A deep vein thrombosis (DVT) will usually form in one of your legs. It is possible the thrombosis will cause your leg to swell, but that is not a guaranteed symptom. You will likely feel a pain, however. It will often start in your calf, and will feel like cramping or a soreness. It is also possible to have a deep vein thrombosis and be without any symptom at all.
The most common cause of DVT is a long period of relative immobility, such as following surgery. However, marathon runners and other endurance athletes are also prime DVT candidates, as are smokers, suffers of inflammatory bowel diseases, pregnant women, and the obese. Also, oral contraceptives and hormone replacement therapy both can increase your blood's likelihood of clotting.
Due to the risk of a pulmonary embolism, if you believe you may have symptoms of DVT, see your doctor immediately.
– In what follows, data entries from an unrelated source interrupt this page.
//! 有界并发任务组
//!
//! - 添加任务后自动开始，按 FIFO 顺序提升排队任务，运行数不超过 `max_running`
//! - 任务结束（成功、失败、取消）后立即提升下一个排队任务
//! - 暂停的任务留在组内，回到队首，恢复后重新参与调度
//! - 任务通过通知通道汇报变化，由后台泵在组锁内处理，组锁内不调用任务的取消逻辑

use super::machine::Task;
use super::error::TaskError;
use super::events::{GroupEvent, GroupStatus, NoticeKind, TaskNotice};
use super::state::{TaskOutcome, TaskState};
use parking_lot::Mutex;
use std::collections::HashMap;
use std::sync::{Arc, Weak};
use tokio::sync::{mpsc, watch};
use tracing::{debug, info, warn};
use uuid::Uuid;

/// 任务组扩展点
///
/// 所有回调都在组锁内执行，不能回调任务组
pub trait GroupHooks<T>: Send + Sync {
    fn on_started(&self, _status: &mut GroupStatus) {}
    fn on_stopped(&self, _status: &mut GroupStatus) {}
    fn on_task_started(&self, _task: &Arc<T>, _status: &mut GroupStatus) {}
    fn on_task_completed(&self, _task: &Arc<T>, _outcome: &TaskOutcome, _status: &mut GroupStatus) {
    }
}

struct GroupState<T> {
    /// 排队与暂停中的任务（有序）
    queue: Vec<Arc<T>>,
    /// 执行中的任务
    current: Vec<Arc<T>>,
    members: HashMap<Uuid, Arc<T>>,
    status: GroupStatus,
    executing: bool,
    cancel_requested: bool,
    progress: u8,
    events: Option<mpsc::UnboundedSender<GroupEvent<T>>>,
}

struct GroupShared<T> {
    id: Uuid,
    name: String,
    state: Mutex<GroupState<T>>,
    notice_tx: mpsc::UnboundedSender<TaskNotice>,
    executing_tx: watch::Sender<bool>,
    hooks: Option<Arc<dyn GroupHooks<T>>>,
}

/// 任务组句柄，克隆后共享同一个组
pub struct TaskGroup<T: Task> {
    shared: Arc<GroupShared<T>>,
}

impl<T: Task> Clone for TaskGroup<T> {
    fn clone(&self) -> Self {
        Self {
            shared: self.shared.clone(),
        }
    }
}

impl<T: Task> TaskGroup<T> {
    /// 创建任务组并启动通知泵（需要在 tokio 运行时中调用）
    pub fn new(name: impl Into<String>, max_running: usize) -> Self {
        Self::build(name.into(), max_running, None)
    }

    pub fn with_hooks(
        name: impl Into<String>,
        max_running: usize,
        hooks: Arc<dyn GroupHooks<T>>,
    ) -> Self {
        Self::build(name.into(), max_running, Some(hooks))
    }

    fn build(name: String, max_running: usize, hooks: Option<Arc<dyn GroupHooks<T>>>) -> Self {
        let (notice_tx, notice_rx) = mpsc::unbounded_channel();
        let (executing_tx, _) = watch::channel(false);
        let shared = Arc::new(GroupShared {
            id: Uuid::new_v4(),
            name,
            state: Mutex::new(GroupState {
                queue: Vec::new(),
                current: Vec::new(),
                members: HashMap::new(),
                status: GroupStatus {
                    max_running: max_running.max(1),
                    ..Default::default()
                },
                executing: false,
                cancel_requested: false,
                progress: 0,
                events: None,
            }),
            notice_tx,
            executing_tx,
            hooks,
        });

        spawn_notice_pump(Arc::downgrade(&shared), notice_rx);
        info!(
            "任务组已创建: name={}, max_running={}",
            shared.name,
            max_running.max(1)
        );
        Self { shared }
    }

    pub fn id(&self) -> Uuid {
        self.shared.id
    }

    pub fn name(&self) -> &str {
        &self.shared.name
    }

    /// 订阅组事件，新的订阅会替换旧的
    pub fn subscribe(&self) -> mpsc::UnboundedReceiver<GroupEvent<T>> {
        let (tx, rx) = mpsc::unbounded_channel();
        self.shared.state.lock().events = Some(tx);
        rx
    }

    /// 添加任务并自动开始
    pub fn add(&self, task: Arc<T>) -> Result<(), TaskError> {
        self.shared.add_locked(std::slice::from_ref(&task))?;
        self.start();
        Ok(())
    }

    /// 批量添加，遇到第一个错误即返回（之前的任务已加入）
    pub fn add_all(&self, tasks: &[Arc<T>]) -> Result<(), TaskError> {
        let result = self.shared.add_locked(tasks);
        self.start();
        result
    }

    /// 进入运行状态并提升排队任务
    ///
    /// 已在运行时只做一次调度，返回 false
    pub fn start(&self) -> bool {
        let started = {
            let mut st = self.shared.state.lock();
            if st.cancel_requested || st.members.is_empty() {
                return false;
            }
            if st.executing {
                false
            } else {
                st.executing = true;
                st.status.completed = 0;
                st.progress = 0;
                if let Some(hooks) = &self.shared.hooks {
                    hooks.on_started(&mut st.status);
                }
                self.shared.executing_tx.send_replace(true);
                info!("任务组开始执行: name={}", self.shared.name);
                emit(&st, GroupEvent::Started);
                true
            }
        };
        self.shared.dispatch();
        started
    }

    /// 停止所有任务（保留部分结果）
    pub fn stop(&self) -> bool {
        self.shared.cancel_all(false)
    }

    /// 中止所有任务（丢弃部分结果）
    pub fn cancel(&self) -> bool {
        self.shared.cancel_all(true)
    }

    /// 调整最大并发数，缩小时不抢占执行中的任务
    pub fn set_max_running(&self, max_running: usize) {
        let max_running = max_running.max(1);
        {
            let mut st = self.shared.state.lock();
            let old = st.status.max_running;
            if old == max_running {
                return;
            }
            st.status.max_running = max_running;
            info!(
                "任务组并发数调整: name={}, {} -> {}",
                self.shared.name, old, max_running
            );
            emit(&st, GroupEvent::StatusChanged(st.status.clone()));
        }
        self.shared.dispatch();
    }

    /// 重排等待队列，`new_order[i]` 为新位置 i 上任务的旧位置
    pub fn reorder(&self, new_order: &[usize]) -> Result<(), TaskError> {
        let mut st = self.shared.state.lock();
        let len = st.queue.len();
        if new_order.len() != len {
            return Err(TaskError::InvalidOrder(format!(
                "长度 {} 与队列长度 {} 不一致",
                new_order.len(),
                len
            )));
        }
        let mut seen = vec![false; len];
        for &old in new_order {
            if old >= len || seen[old] {
                return Err(TaskError::InvalidOrder(format!("不是有效的排列: {:?}", new_order)));
            }
            seen[old] = true;
        }

        let reordered: Vec<Arc<T>> = new_order.iter().map(|&i| st.queue[i].clone()).collect();
        st.queue = reordered;
        debug!("任务组队列已重排: name={}, order={:?}", self.shared.name, new_order);
        emit(
            &st,
            GroupEvent::Reordered {
                new_order: new_order.to_vec(),
            },
        );
        Ok(())
    }

    /// 把等待队列中 `src` 位置的任务移动到 `dest`
    pub fn move_task(&self, dest: usize, src: usize) -> Result<(), TaskError> {
        let len = self.shared.state.lock().queue.len();
        for index in [dest, src] {
            if index >= len {
                return Err(TaskError::IndexOutOfRange { index, len });
            }
        }
        if dest == src {
            return Ok(());
        }
        let mut order: Vec<usize> = (0..len).collect();
        let moved = order.remove(src);
        order.insert(dest, moved);
        self.reorder(&order)
    }

    /// 等待任务组回到空闲
    pub async fn wait_idle(&self) {
        let mut rx = self.shared.executing_tx.subscribe();
        let _ = rx.wait_for(|executing| !*executing).await;
    }

    /// 在组锁内更新状态快照，闭包返回 true 时发出 StatusChanged
    pub fn refresh_status<F>(&self, f: F)
    where
        F: FnOnce(&[Arc<T>], &mut GroupStatus) -> bool,
    {
        let mut st = self.shared.state.lock();
        let st = &mut *st;
        if f(&st.current, &mut st.status) {
            emit(st, GroupEvent::StatusChanged(st.status.clone()));
        }
    }

    pub fn status(&self) -> GroupStatus {
        self.shared.state.lock().status.clone()
    }

    pub fn max_running(&self) -> usize {
        self.shared.state.lock().status.max_running
    }

    pub fn running_tasks(&self) -> usize {
        self.shared.state.lock().current.len()
    }

    pub fn remaining_tasks(&self) -> usize {
        self.shared.state.lock().status.remaining
    }

    pub fn completed_tasks(&self) -> usize {
        self.shared.state.lock().status.completed
    }

    pub fn progress(&self) -> u8 {
        self.shared.state.lock().progress
    }

    pub fn is_busy(&self) -> bool {
        self.shared.state.lock().executing
    }

    pub fn len(&self) -> usize {
        self.shared.state.lock().members.len()
    }

    pub fn is_empty(&self) -> bool {
        self.len() == 0
    }

    /// 执行中的任务在前，排队任务按队列顺序在后
    pub fn tasks(&self) -> Vec<Arc<T>> {
        let st = self.shared.state.lock();
        st.current.iter().chain(st.queue.iter()).cloned().collect()
    }

    pub fn queued_tasks(&self) -> Vec<Arc<T>> {
        self.shared.state.lock().queue.clone()
    }

    pub fn running(&self) -> Vec<Arc<T>> {
        self.shared.state.lock().current.clone()
    }

    /// 不持有任务组的句柄，供后台定时器使用
    pub fn downgrade(&self) -> WeakTaskGroup<T> {
        WeakTaskGroup {
            shared: Arc::downgrade(&self.shared),
        }
    }
}

/// `TaskGroup` 的弱引用
pub struct WeakTaskGroup<T: Task> {
    shared: Weak<GroupShared<T>>,
}

impl<T: Task> Clone for WeakTaskGroup<T> {
    fn clone(&self) -> Self {
        Self {
            shared: self.shared.clone(),
        }
    }
}

impl<T: Task> WeakTaskGroup<T> {
    pub fn upgrade(&self) -> Option<TaskGroup<T>> {
        self.shared.upgrade().map(|shared| TaskGroup { shared })
    }
}

fn emit<T>(st: &GroupState<T>, event: GroupEvent<T>) {
    if let Some(tx) = &st.events {
        let _ = tx.send(event);
    }
}

fn spawn_notice_pump<T: Task>(
    weak: Weak<GroupShared<T>>,
    mut rx: mpsc::UnboundedReceiver<TaskNotice>,
) {
    tokio::spawn(async move {
        while let Some(notice) = rx.recv().await {
            let Some(shared) = weak.upgrade() else {
                break;
            };
            shared.handle_notice(notice);
        }
        debug!("任务组通知泵退出");
    });
}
Your doctor will give you a physical examination, and may also prescribe an ultrasound test. Since most everyone who develops a DVT has an elevated blood level of a clot-dissolving substance called D dimer, a blood test is also often useful in the diagnosis. A computerized tomography scan and magnetic resonance imaging can also show if you have a clot.
Treatment for DVT usually includes blood thinners that do just what they sound like they do. Although they cannot break up an existing blood clot, they will decrease your body's ability to clot any further.
The blood clots can be broken up by way of medications known as thrombolytics, which are administered through an intravenous line or via a catheter. These are usually meds of last resort, as they can cause serious bleeding and may only be given within the intensive care ward of a hospital.
If other health circumstances prevent you from taking blood-thinning meds, your doctor may treat your DVT by inserting a filter into the vena cava within your abdomen. This filter will prevent clots that break loose from showing up in your lungs.